→ **What to work on**:
Below are the records; retype each one exactly.

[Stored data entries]
----

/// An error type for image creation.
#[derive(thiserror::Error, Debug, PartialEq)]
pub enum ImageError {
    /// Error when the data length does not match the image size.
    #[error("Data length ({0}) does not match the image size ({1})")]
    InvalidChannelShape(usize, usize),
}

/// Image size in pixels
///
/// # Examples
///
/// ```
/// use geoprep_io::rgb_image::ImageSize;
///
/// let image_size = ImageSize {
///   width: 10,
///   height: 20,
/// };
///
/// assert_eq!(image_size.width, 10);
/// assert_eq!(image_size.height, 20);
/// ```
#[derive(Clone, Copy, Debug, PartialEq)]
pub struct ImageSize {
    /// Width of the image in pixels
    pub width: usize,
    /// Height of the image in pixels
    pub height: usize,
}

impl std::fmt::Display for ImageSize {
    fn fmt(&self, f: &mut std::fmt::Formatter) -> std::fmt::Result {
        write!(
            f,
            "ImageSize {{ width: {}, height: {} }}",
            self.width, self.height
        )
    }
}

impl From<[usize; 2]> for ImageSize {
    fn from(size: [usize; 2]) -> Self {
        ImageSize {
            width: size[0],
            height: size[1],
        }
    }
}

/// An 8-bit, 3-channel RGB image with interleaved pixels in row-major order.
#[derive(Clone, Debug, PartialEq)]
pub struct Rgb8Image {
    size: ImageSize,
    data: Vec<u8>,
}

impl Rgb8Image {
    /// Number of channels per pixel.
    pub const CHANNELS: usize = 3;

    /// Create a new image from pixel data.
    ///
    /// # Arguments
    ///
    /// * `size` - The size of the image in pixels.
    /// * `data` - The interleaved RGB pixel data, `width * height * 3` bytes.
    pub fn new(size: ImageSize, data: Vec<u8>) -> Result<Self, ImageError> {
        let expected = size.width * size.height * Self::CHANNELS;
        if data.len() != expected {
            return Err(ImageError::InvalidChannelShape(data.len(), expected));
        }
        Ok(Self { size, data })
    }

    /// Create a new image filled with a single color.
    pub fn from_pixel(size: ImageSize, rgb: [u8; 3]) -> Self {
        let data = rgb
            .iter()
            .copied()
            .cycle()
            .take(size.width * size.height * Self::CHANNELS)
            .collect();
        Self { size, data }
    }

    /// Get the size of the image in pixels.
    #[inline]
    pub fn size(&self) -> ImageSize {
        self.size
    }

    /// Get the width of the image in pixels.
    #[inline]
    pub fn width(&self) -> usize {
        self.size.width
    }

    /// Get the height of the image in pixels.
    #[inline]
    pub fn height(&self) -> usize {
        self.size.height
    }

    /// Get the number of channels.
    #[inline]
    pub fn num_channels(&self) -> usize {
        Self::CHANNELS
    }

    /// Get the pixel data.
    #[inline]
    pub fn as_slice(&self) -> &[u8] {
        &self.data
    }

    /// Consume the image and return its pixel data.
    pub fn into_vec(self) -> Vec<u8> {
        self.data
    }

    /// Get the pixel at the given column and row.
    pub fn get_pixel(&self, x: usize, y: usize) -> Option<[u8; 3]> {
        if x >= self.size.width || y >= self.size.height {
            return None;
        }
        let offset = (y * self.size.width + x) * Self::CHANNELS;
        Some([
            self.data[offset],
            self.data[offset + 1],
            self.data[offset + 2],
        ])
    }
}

----

→ **Response below**:
/// An error type for image creation.
#[derive(thiserror::Error, Debug, PartialEq)]
pub enum ImageError {
    /// Error when the data length does not match the image size.
    #[error("Data length ({0}) does not match the image size ({1})")]
    InvalidChannelShape(usize, usize),
}

/// Image size in pixels
///
/// # Examples
///
/// ```
/// use geoprep_io::rgb_image::ImageSize;
///
/// let image_size = ImageSize {
///   width: 10,
///   height: 20,
/// };
///
/// assert_eq!(image_size.width, 10);
/// assert_eq!(image_size.height, 20);
/// ```
#[derive(Clone, Copy, Debug, PartialEq)]
pub struct ImageSize {
    /// Width of the image in pixels
    pub width: usize,
    /// Height of the image in pixels
    pub height: usize,
}

impl std::fmt::Display for ImageSize {
    fn fmt(&self, f: &mut std::fmt::Formatter) -> std::fmt::Result {
        write!(
            f,
            "ImageSize {{ width: {}, height: {} }}",
            self.width, self.height
        )
    }
}

impl From<[usize; 2]> for ImageSize {
    fn from(size: [usize; 2]) -> Self {
        ImageSize {
            width: size[0],
            height: size[1],
        }
    }
}

/// An 8-bit, 3-channel RGB image with interleaved pixels in row-major order.
#[derive(Clone, Debug, PartialEq)]
pub struct Rgb8Image {
    size: ImageSize,
    data: Vec<u8>,
}

impl Rgb8Image {
    /// Number of channels per pixel.
    pub const CHANNELS: usize = 3;

    /// Create a new image from pixel data.
    ///
    /// # Arguments
    ///
    /// * `size` - The size of the image in pixels.
    /// * `data` - The interleaved RGB pixel data, `width * height * 3` bytes.
    pub fn new(size: ImageSize, data: Vec<u8>) -> Result<Self, ImageError> {
        let expected = size.width * size.height * Self::CHANNELS;
        if data.len() != expected {
            return Err(ImageError::InvalidChannelShape(data.len(), expected));
        }
        Ok(Self { size, data })
    }

    /// Create a new image filled with a single color.
    pub fn from_pixel(size: ImageSize, rgb: [u8; 3]) -> Self {
        let data = rgb
            .iter()
            .copied()
            .cycle()
            .take(size.width * size.height * Self::CHANNELS)
            .collect();
        Self { size, data }
    }

    /// Get the size of the image in pixels.
    #[inline]
    pub fn size(&self) -> ImageSize {
        self.size
    }

    /// Get the width of the image in pixels.
    #[inline]
    pub fn width(&self) -> usize {
        self.size.width
    }

    /// Get the height of the image in pixels.
    #[inline]
    pub fn height(&self) -> usize {
        self.size.height
    }

    /// Get the number of channels.
    #[inline]
    pub fn num_channels(&self) -> usize {
        Self::CHANNELS
    }

    /// Get the pixel data.
    #[inline]
    pub fn as_slice(&self) -> &[u8] {
        &self.data
    }

    /// Consume the image and return its pixel data.
    pub fn into_vec(self) -> Vec<u8> {
        self.data
    }

    /// Get the pixel at the given column and row.
    pub fn get_pixel(&self, x: usize, y: usize) -> Option<[u8; 3]> {
        if x >= self.size.width || y >= self.size.height {
            return None;
        }
        let offset = (y * self.size.width + x) * Self::CHANNELS;
        Some([
            self.data[offset],
            self.data[offset + 1],
            self.data[offset + 2],
        ])
    }
}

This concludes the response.